[Records drawn from a dataset]
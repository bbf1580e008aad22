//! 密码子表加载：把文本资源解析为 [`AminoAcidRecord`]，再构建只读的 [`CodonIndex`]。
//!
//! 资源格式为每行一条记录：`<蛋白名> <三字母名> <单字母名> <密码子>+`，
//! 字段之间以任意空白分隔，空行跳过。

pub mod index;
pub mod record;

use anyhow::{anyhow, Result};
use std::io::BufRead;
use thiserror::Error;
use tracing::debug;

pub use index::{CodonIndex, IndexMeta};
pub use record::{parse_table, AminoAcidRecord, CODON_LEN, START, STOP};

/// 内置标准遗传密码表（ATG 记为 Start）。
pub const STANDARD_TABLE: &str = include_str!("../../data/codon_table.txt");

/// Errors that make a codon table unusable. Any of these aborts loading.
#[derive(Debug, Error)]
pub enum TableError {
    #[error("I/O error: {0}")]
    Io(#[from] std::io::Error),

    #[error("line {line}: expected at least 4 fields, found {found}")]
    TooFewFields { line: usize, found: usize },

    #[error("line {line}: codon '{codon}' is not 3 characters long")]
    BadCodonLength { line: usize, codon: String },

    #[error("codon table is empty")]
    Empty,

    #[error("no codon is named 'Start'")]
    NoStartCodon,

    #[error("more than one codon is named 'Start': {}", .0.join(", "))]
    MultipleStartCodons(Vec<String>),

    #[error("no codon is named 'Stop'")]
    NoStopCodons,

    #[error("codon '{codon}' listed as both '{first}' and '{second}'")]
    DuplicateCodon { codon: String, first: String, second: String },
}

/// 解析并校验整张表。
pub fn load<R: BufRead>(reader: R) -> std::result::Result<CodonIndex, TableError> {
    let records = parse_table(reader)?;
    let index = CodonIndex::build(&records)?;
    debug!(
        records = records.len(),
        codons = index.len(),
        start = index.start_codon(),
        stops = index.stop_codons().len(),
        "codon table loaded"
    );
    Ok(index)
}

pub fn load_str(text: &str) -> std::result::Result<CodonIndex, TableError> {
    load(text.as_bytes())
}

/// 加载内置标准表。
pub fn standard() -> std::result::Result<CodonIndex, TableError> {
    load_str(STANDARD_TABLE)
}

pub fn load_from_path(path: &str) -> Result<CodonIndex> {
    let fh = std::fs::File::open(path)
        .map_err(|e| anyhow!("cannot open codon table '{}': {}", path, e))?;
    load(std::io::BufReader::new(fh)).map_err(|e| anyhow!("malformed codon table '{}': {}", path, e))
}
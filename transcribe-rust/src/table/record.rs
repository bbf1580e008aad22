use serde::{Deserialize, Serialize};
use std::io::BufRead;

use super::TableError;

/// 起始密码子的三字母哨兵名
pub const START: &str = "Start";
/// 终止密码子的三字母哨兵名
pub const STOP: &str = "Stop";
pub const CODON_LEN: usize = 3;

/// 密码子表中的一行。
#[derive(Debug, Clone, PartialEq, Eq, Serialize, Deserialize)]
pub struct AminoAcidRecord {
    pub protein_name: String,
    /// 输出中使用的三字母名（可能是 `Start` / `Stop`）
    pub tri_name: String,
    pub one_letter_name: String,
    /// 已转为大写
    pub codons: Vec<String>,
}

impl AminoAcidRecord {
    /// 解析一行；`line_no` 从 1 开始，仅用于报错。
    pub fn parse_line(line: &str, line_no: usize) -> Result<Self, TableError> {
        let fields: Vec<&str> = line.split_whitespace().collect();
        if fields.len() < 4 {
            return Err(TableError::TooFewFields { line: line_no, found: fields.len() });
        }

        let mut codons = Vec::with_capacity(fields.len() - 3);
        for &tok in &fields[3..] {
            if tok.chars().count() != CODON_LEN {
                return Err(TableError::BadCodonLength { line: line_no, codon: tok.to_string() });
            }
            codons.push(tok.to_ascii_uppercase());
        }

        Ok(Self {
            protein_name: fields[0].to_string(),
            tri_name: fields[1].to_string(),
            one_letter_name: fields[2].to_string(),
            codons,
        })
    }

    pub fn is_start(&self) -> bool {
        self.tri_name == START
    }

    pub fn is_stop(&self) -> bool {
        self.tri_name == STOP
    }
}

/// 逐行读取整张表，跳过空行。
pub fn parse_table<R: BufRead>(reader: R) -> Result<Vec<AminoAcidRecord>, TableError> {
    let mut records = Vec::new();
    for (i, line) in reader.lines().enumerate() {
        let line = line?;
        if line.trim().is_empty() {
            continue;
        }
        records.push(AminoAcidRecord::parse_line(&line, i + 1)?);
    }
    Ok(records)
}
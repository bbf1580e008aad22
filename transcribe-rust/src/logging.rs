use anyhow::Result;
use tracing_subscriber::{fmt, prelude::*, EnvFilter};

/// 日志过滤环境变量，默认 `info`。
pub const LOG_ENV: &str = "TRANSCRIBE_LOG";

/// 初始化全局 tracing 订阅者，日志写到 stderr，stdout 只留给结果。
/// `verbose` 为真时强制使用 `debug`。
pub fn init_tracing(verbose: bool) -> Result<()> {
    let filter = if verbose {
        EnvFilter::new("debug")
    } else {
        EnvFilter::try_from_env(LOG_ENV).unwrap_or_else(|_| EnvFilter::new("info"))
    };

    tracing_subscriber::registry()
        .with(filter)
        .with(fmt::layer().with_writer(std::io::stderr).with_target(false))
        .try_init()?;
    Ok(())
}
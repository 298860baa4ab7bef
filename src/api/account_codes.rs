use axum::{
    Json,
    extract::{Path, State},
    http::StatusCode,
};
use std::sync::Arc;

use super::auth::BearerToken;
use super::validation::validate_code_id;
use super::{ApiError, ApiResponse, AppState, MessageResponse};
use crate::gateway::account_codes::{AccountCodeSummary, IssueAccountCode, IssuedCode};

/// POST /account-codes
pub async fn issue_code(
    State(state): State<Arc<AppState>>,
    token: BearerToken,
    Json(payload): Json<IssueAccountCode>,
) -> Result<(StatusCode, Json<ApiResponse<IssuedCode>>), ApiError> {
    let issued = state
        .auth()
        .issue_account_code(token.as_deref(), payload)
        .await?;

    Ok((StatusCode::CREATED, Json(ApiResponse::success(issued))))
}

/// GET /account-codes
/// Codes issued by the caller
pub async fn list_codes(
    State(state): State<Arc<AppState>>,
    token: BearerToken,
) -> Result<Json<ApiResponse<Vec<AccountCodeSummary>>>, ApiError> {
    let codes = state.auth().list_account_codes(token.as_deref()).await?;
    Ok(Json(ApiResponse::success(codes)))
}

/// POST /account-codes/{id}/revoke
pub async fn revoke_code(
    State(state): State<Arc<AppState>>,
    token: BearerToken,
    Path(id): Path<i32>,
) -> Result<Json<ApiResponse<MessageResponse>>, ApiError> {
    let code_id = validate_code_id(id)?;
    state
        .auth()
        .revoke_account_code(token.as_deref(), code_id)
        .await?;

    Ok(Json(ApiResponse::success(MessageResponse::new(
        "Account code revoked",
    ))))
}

---

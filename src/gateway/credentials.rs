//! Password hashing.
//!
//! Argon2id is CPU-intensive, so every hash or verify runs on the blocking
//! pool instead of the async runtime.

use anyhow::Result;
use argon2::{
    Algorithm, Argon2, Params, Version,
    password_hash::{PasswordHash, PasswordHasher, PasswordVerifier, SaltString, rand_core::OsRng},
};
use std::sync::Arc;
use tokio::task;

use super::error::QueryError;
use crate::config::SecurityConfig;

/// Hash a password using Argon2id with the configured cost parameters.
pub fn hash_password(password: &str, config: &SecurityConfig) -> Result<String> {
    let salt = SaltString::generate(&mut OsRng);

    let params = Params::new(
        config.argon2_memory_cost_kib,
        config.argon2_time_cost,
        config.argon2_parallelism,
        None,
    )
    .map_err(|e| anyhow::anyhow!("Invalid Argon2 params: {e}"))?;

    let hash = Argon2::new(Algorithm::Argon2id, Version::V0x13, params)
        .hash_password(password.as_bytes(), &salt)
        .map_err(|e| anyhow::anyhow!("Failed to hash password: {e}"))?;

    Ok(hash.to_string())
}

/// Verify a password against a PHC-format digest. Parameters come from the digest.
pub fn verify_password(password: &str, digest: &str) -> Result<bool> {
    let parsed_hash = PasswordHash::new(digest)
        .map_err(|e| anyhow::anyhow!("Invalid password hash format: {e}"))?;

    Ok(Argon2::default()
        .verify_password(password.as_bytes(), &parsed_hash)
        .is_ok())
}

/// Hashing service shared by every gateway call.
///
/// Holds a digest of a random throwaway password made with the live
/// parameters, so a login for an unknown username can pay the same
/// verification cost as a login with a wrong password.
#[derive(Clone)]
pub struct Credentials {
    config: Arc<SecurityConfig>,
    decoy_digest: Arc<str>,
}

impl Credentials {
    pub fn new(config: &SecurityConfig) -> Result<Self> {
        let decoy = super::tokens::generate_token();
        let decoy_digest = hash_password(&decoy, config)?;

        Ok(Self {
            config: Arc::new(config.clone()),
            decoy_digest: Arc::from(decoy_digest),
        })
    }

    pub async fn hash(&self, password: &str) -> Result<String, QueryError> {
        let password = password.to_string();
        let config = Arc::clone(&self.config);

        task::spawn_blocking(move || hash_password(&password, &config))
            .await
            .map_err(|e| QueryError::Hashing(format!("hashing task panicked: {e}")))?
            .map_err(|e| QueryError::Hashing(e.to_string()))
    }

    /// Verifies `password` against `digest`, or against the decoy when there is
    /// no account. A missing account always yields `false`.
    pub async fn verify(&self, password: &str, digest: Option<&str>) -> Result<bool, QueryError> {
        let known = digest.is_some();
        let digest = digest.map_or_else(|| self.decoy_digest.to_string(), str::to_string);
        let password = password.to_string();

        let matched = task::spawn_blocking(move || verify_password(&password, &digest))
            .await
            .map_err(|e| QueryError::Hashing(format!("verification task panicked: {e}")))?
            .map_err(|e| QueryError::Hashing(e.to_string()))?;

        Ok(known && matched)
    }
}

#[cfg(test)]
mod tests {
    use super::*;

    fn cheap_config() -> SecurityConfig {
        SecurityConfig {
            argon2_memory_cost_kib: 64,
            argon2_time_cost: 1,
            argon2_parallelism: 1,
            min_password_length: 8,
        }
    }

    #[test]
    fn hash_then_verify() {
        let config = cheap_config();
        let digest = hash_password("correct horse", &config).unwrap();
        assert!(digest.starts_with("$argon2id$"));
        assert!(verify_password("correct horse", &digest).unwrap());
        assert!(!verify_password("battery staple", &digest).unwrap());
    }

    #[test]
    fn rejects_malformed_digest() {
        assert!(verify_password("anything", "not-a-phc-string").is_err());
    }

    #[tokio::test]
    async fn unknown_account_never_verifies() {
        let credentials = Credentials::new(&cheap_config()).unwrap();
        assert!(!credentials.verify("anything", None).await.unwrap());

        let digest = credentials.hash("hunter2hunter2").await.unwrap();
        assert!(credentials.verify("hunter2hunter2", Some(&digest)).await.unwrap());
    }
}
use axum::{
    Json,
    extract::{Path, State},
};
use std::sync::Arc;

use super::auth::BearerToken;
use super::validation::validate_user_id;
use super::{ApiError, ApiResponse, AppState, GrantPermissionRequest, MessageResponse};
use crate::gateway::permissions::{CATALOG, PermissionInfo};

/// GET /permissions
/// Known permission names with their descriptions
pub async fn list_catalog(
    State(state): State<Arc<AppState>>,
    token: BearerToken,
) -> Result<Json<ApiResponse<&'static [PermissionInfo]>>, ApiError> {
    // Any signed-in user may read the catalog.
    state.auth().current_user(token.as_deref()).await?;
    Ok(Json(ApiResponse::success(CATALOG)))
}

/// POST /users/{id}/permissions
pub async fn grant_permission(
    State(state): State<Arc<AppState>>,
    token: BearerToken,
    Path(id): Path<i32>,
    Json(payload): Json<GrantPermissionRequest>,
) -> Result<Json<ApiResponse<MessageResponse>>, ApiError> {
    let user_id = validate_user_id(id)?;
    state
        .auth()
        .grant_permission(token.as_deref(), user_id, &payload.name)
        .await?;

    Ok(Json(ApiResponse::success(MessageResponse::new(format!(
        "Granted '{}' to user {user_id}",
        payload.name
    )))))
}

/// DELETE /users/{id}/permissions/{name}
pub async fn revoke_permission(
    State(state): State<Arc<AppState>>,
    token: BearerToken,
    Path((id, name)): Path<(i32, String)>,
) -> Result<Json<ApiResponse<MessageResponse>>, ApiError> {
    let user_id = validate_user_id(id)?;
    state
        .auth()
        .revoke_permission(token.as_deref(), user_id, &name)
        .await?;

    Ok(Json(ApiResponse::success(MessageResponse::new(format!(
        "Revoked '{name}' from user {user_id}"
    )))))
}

→ What you should do: With the first line being the one containing "let line = line?;" and the last line the one containing "filename transcribe-rust/src/logging.rs", transcribe exactly the lines above that fall in that range.

→ Solution for this task:
        let line = line?;
        if line.trim().is_empty() {
            continue;
        }
        records.push(AminoAcidRecord::parse_line(&line, i + 1)?);
    }
    Ok(records)
}
repository bbf1580e008aad22
filename transcribe-rust/src/logging.rs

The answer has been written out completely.